No sé si el maldito virus me ha vuelto paranoica o más novelera que de costumbre, pero, qué quieren que les diga, se me arruga el espinazo al reparar en una desconcertante coincidencia en torno al nombre de Gilead. Así se llaman tanto la farmacéutica estadounidense que fabrica el Remdesivir, único tratamiento contra el covid-19 aprobado hasta la fecha, como el territorio imaginario que inventó la escritora Margaret Atwood para su novela El cuento de la criada. Sí, la República de Gilead, un lugar horrible, el país ultrarreligioso, dictatorial y misógino en que presuntamente se convierte Estados Unidos tras un golpe teocrático. Vaya concurrencia espeluznante: Gilead. Acorralado por la pésima gestión de la pandemia, el batacazo económico y las protestas contra el racismo enquistado en las instituciones norteamericanas, Donald Trump intenta ahora, a golpe de talonario, salvar algún mueble de cara a las elecciones de noviembre, por lo que acaba de cerrar un acuerdo con la compañía farmacéutica para acaparar todo el Remdesivir de julio y el 90% de agosto y septiembre. Algo parecido ocurrió durante el meollo de la crisis sanitaria con las mascarillas y los respiradores; tanto tienes, tanto vale tu salud. Asegura Gilead que habrá estoc para todos porque sus fábricas están aumentado la producción a marchas forzadas. Pero ¿serán los mismos parámetros de calidad? ¿Y qué precio pagaremos? ¿Más de 2.000 euros por tratamiento? Si esto sucede con un antiviral que acorta los días de ingreso hospitalario pero no cura, ¿qué ocurrirá cuando se descubra una vacuna efectiva? El acceso universal a la sanidad, convertido en una ficha de casino; hagan juego, señores, no va más. Trece impar y negro.

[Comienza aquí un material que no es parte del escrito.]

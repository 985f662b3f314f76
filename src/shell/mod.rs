//! Interactive command interpreter over a [`FileSystem`] session.
//!
//! `Shell::execute` takes one input line and returns the text to show. Errors
//! are rendered as `<command>: <error>` and never end the session; only
//! `exit` and `quit` do.

pub mod parse;
pub mod render;

pub use parse::{parse_line, Command, Redirect};

use crate::config::ShellConfig;
use crate::error::ShellError;
use crate::namespace::{Entry, FileSystem};
use owo_colors::OwoColorize;
use tracing::{debug, warn};

const HELP: &str = "\
Commands:
  pwd                        print the current directory
  ls [-l] [path]             list a directory
  cd [path]                  change directory (no argument: /)
  mkdir [-p] <path>...       create directories
  touch <path>...            create empty files
  cat <file>                 print a file
  echo <text> [> f | >> f]   print text, or write / append it to a file
  rm [-r] <path>             remove a file, or a directory with -r
  chmod <mode> <path>        set permissions, e.g. chmod 644 notes.txt
  find <pattern>             find names containing pattern below the current directory
  tree [path]                show the directory tree
  stats [path]               show directory index statistics
  clear                      clear the screen
  debug                      toggle debug mode
  ed <file> <op> [args]      edit a file in place:
       insert <pos> <text>     insert text at a byte offset
       delete <substring>      delete the first occurrence
       append <text>           append text
       find <substring>        print the offset of the first occurrence
  help                       show this help
  exit | quit                leave the shell";

const ED_USAGE: &str =
    "ed <file> insert <pos> <text> | delete <substring> | append <text> | find <substring>";

const CLEAR_SCREEN: &str = "\x1b[2J\x1b[1;1H";

/// Result of executing one line.
#[derive(Debug, Clone, PartialEq, Eq)]
pub enum ShellOutcome {
    /// Keep reading; show this text (may be empty).
    Continue(String),
    /// Leave the loop.
    Exit,
}

pub struct Shell {
    fs: FileSystem,
    config: ShellConfig,
}

impl Shell {
    /// Start a session, creating the configured seed directories.
    pub fn new(config: ShellConfig) -> Self {
        let mut fs = FileSystem::new();
        for dir in &config.seed_directories {
            if let Err(e) = fs.mkdir_all(dir) {
                warn!(directory = %dir, error = %e, "could not create seed directory");
            }
        }
        fs.set_debug(config.debug);
        Self { fs, config }
    }

    pub fn filesystem(&self) -> &FileSystem {
        &self.fs
    }

    pub fn filesystem_mut(&mut self) -> &mut FileSystem {
        &mut self.fs
    }

    pub fn config(&self) -> &ShellConfig {
        &self.config
    }

    /// `user@treefs:<cwd>$ `
    pub fn prompt(&self) -> String {
        let host = format!("{}@treefs", self.config.user);
        let cwd = self.fs.pwd();
        if self.config.color {
            format!("{}:{}$ ", host.green().bold(), cwd.blue().bold())
        } else {
            format!("{}:{}$ ", host, cwd)
        }
    }

    pub fn execute(&mut self, line: &str) -> ShellOutcome {
        let command = match parse_line(line) {
            Ok(Some(command)) => command,
            Ok(None) => return ShellOutcome::Continue(String::new()),
            Err(e) => return ShellOutcome::Continue(format!("treefs: {}", e)),
        };

        if command.name == "exit" || command.name == "quit" {
            return ShellOutcome::Exit;
        }

        debug!(command = %command.name, args = ?command.args, "execute");
        let result = self
            .run(&command)
            .and_then(|output| self.redirect(&command, output));

        match result {
            Ok(output) => ShellOutcome::Continue(output),
            Err(e) => ShellOutcome::Continue(format!("{}: {}", command.name, e)),
        }
    }

    /// Send output to the redirection target, if any.
    fn redirect(&self, command: &Command, output: String) -> Result<String, ShellError> {
        let Some(redirect) = &command.redirect else {
            return Ok(output);
        };
        let text = format!("{}\n", output);
        match redirect {
            Redirect::Truncate(target) => self.fs.write(target, &text)?,
            Redirect::Append(target) => self.fs.append(target, &text)?,
        }
        Ok(String::new())
    }

    fn run(&mut self, command: &Command) -> Result<String, ShellError> {
        let args = &command.args;
        match command.name.as_str() {
            "help" => Ok(HELP.to_string()),
            "pwd" => Ok(self.fs.pwd()),
            "ls" => self.ls(args),
            "cd" => {
                self.fs.cd(args.first().map_or("/", String::as_str))?;
                Ok(String::new())
            }
            "mkdir" => self.mkdir(args),
            "touch" => self.touch(args),
            "cat" => {
                let file = args.first().ok_or(ShellError::MissingOperand)?;
                let text = self.fs.read(file)?;
                Ok(text.strip_suffix('\n').unwrap_or(&text).to_string())
            }
            "echo" => Ok(command.joined_args(0)),
            "rm" => self.rm(args),
            "chmod" => {
                let (Some(mode), Some(target)) = (args.first(), args.get(1)) else {
                    return Err(ShellError::MissingOperand);
                };
                self.fs.chmod(mode, target)?;
                Ok(String::new())
            }
            "find" => {
                let pattern = args.first().ok_or(ShellError::MissingOperand)?;
                Ok(self.fs.search(pattern, ".")?.join("\n"))
            }
            "tree" => {
                let target = args.first().map_or("/", String::as_str);
                let label = self.fs.resolve(target)?.path();
                let visits = self.fs.walk(target)?;
                Ok(render::format_tree(&label, &visits, self.config.color))
            }
            "stats" => {
                let target = args.first().map_or(".", String::as_str);
                let label = self.fs.resolve(target)?.path();
                let stats = self.fs.index_stats(target)?;
                Ok(render::format_stats(&label, &stats))
            }
            "clear" => Ok(CLEAR_SCREEN.to_string()),
            "debug" => {
                let on = self.fs.toggle_debug();
                Ok(format!("debug mode: {}", if on { "on" } else { "off" }))
            }
            "ed" => self.ed(command),
            _ => Err(ShellError::UnknownCommand),
        }
    }

    fn ls(&self, args: &[String]) -> Result<String, ShellError> {
        let long = args.iter().any(|a| a == "-l");
        let target = args
            .iter()
            .find(|a| !a.starts_with('-'))
            .map_or(".", String::as_str);
        let entries = self.fs.list(target)?;
        Ok(if long {
            render::format_long_listing(&entries, self.config.color)
        } else {
            render::format_listing(&entries, self.config.color)
        })
    }

    fn mkdir(&self, args: &[String]) -> Result<String, ShellError> {
        let parents = args.iter().any(|a| a == "-p");
        let targets: Vec<&String> = args.iter().filter(|a| *a != "-p").collect();
        if targets.is_empty() {
            return Err(ShellError::MissingOperand);
        }

        let mut notes = Vec::new();
        for target in targets {
            let existed = self.fs.resolve(target).is_ok();
            let created = if parents {
                self.fs.mkdir_all(target)?
            } else {
                self.fs.mkdir(target)?
            };
            if !existed {
                notes.extend(self.insert_note(&created));
            }
        }
        Ok(notes.join("\n"))
    }

    fn touch(&self, args: &[String]) -> Result<String, ShellError> {
        if args.is_empty() {
            return Err(ShellError::MissingOperand);
        }
        let mut notes = Vec::new();
        for target in args {
            let existed = self.fs.resolve(target).is_ok();
            let entry = self.fs.touch(target)?;
            if !existed {
                notes.extend(self.insert_note(&entry));
            }
        }
        Ok(notes.join("\n"))
    }

    /// Debug-mode line describing an index insertion.
    fn insert_note(&self, entry: &Entry) -> Option<String> {
        if !self.fs.is_debug() {
            return None;
        }
        let parent = entry.parent().map_or_else(|| "/".to_string(), |p| p.path());
        Some(format!(
            "[debug] index insert: '{}' into {} (hash {})",
            entry.name(),
            parent,
            entry.name_hash()
        ))
    }

    fn rm(&mut self, args: &[String]) -> Result<String, ShellError> {
        let recursive = args.iter().any(|a| a == "-r" || a == "-rf");
        let target = args
            .iter()
            .find(|a| !a.starts_with('-'))
            .ok_or(ShellError::MissingOperand)?;
        self.fs.remove(target, recursive)?;
        Ok(String::new())
    }

    fn ed(&self, command: &Command) -> Result<String, ShellError> {
        let args = &command.args;
        let (Some(file), Some(op)) = (args.first(), args.get(1)) else {
            return Err(ShellError::Usage(ED_USAGE));
        };
        if args.len() < 3 {
            return Err(ShellError::Usage(ED_USAGE));
        }

        match op.as_str() {
            "insert" => {
                if args.len() < 4 {
                    return Err(ShellError::Usage(ED_USAGE));
                }
                let pos: usize = args[2]
                    .parse()
                    .map_err(|_| ShellError::InvalidNumber(args[2].clone()))?;
                self.fs.insert(file, pos, &command.joined_args(3))?;
                Ok(format!("inserted at position {}", pos))
            }
            "delete" => {
                let pos = self.fs.delete(file, &command.joined_args(2))?;
                Ok(format!("deleted at position {}", pos))
            }
            "append" => {
                let text = command.joined_args(2);
                self.fs.append(file, &text)?;
                Ok(format!("appended {} bytes", text.len()))
            }
            "find" => {
                let needle = command.joined_args(2);
                Ok(match self.fs.find_in_file(file, &needle)? {
                    Some(pos) => format!("found at position {}", pos),
                    None => format!("{:?} not found", needle),
                })
            }
            _ => Err(ShellError::Usage(ED_USAGE)),
        }
    }
}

Entre tanto, el virus va haciendo de las suyas con rebrotes aquí y allá, sobre todo entre los más vulnerables, los temporeros de la fruta, los trabajadores precarios de la industria cárnica, las residencias de ancianos, los albergues… ¿Alguien se ha tomado la molestia de preguntarse por qué? La distopía ya habita entre nosotros.